= Saved entries =
↓
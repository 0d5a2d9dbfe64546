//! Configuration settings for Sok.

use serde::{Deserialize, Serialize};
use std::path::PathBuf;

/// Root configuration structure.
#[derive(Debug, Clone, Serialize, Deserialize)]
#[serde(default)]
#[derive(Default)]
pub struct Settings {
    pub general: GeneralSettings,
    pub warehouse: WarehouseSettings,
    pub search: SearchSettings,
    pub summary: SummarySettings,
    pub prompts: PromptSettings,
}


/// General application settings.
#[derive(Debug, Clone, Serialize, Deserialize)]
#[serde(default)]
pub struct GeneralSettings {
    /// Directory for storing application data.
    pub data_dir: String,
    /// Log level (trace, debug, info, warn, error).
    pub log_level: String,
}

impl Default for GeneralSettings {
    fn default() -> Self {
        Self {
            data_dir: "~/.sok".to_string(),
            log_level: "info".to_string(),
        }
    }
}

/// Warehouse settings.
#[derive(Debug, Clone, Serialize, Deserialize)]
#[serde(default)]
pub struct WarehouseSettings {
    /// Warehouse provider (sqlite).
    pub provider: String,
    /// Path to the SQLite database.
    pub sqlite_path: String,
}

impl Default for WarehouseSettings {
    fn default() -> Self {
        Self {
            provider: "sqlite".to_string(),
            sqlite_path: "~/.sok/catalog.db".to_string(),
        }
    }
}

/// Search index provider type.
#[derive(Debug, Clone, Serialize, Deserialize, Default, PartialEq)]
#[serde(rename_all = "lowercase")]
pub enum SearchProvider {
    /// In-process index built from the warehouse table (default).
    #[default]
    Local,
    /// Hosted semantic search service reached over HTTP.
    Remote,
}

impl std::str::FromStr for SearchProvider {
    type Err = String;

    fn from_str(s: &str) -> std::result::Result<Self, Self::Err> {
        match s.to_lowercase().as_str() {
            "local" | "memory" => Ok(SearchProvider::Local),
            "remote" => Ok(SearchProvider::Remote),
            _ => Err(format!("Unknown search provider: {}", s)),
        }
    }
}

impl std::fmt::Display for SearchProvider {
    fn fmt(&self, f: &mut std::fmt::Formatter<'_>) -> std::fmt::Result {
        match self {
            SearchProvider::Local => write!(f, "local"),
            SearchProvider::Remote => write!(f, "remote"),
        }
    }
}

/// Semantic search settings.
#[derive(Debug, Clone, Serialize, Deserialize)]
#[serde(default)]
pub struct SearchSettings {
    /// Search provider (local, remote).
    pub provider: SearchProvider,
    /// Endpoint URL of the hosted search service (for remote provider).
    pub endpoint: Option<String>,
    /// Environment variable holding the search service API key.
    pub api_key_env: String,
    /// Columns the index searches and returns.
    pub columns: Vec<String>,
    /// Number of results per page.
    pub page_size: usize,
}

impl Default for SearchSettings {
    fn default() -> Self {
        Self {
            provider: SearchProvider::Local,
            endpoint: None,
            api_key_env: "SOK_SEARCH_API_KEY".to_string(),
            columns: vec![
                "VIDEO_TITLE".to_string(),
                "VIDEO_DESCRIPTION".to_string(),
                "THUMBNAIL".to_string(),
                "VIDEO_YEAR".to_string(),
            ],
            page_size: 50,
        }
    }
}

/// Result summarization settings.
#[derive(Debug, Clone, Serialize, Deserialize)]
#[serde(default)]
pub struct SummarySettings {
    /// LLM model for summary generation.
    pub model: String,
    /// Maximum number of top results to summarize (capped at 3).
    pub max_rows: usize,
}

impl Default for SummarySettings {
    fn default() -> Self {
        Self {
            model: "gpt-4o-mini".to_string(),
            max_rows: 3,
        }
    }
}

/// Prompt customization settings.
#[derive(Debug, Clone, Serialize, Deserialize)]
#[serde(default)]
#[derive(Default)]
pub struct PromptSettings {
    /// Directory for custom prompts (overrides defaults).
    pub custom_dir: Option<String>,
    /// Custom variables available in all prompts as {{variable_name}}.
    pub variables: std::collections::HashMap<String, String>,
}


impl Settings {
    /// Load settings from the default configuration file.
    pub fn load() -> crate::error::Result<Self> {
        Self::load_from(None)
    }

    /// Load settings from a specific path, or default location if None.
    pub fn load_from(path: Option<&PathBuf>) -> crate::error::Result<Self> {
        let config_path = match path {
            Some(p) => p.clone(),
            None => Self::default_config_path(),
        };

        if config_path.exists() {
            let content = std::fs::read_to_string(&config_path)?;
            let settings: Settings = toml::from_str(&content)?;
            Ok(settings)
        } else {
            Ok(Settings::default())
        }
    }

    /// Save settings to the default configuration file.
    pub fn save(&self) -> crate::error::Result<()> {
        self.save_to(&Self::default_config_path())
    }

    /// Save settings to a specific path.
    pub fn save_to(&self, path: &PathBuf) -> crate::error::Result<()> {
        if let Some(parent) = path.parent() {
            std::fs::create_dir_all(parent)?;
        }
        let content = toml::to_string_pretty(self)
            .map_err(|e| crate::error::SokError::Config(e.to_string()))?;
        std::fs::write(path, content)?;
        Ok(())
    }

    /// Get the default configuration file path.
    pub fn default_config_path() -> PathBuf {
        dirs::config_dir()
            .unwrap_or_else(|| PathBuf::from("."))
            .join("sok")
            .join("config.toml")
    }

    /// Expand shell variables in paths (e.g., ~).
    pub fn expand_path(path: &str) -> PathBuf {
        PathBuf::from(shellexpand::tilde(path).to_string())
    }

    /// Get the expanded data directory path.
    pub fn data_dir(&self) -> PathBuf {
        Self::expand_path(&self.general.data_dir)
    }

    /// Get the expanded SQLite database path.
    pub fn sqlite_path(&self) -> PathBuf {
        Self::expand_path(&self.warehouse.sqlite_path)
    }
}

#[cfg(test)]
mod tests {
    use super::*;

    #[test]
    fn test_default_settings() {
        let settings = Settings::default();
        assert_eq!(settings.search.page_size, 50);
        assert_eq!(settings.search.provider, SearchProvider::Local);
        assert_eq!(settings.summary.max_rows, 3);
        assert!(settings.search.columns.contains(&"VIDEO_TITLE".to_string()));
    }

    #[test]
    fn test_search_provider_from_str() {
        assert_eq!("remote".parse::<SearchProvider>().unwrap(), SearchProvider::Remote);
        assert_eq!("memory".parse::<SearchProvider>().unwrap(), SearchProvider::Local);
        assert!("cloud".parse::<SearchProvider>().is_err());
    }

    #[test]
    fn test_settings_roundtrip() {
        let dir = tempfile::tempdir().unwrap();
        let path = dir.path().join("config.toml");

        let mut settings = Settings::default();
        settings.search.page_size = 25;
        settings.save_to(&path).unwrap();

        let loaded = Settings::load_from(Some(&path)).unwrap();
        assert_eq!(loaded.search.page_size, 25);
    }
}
↑
= TASK =
Work out how many lines above include the string "None", then give that number alone.

= ANSWER SECTION =
4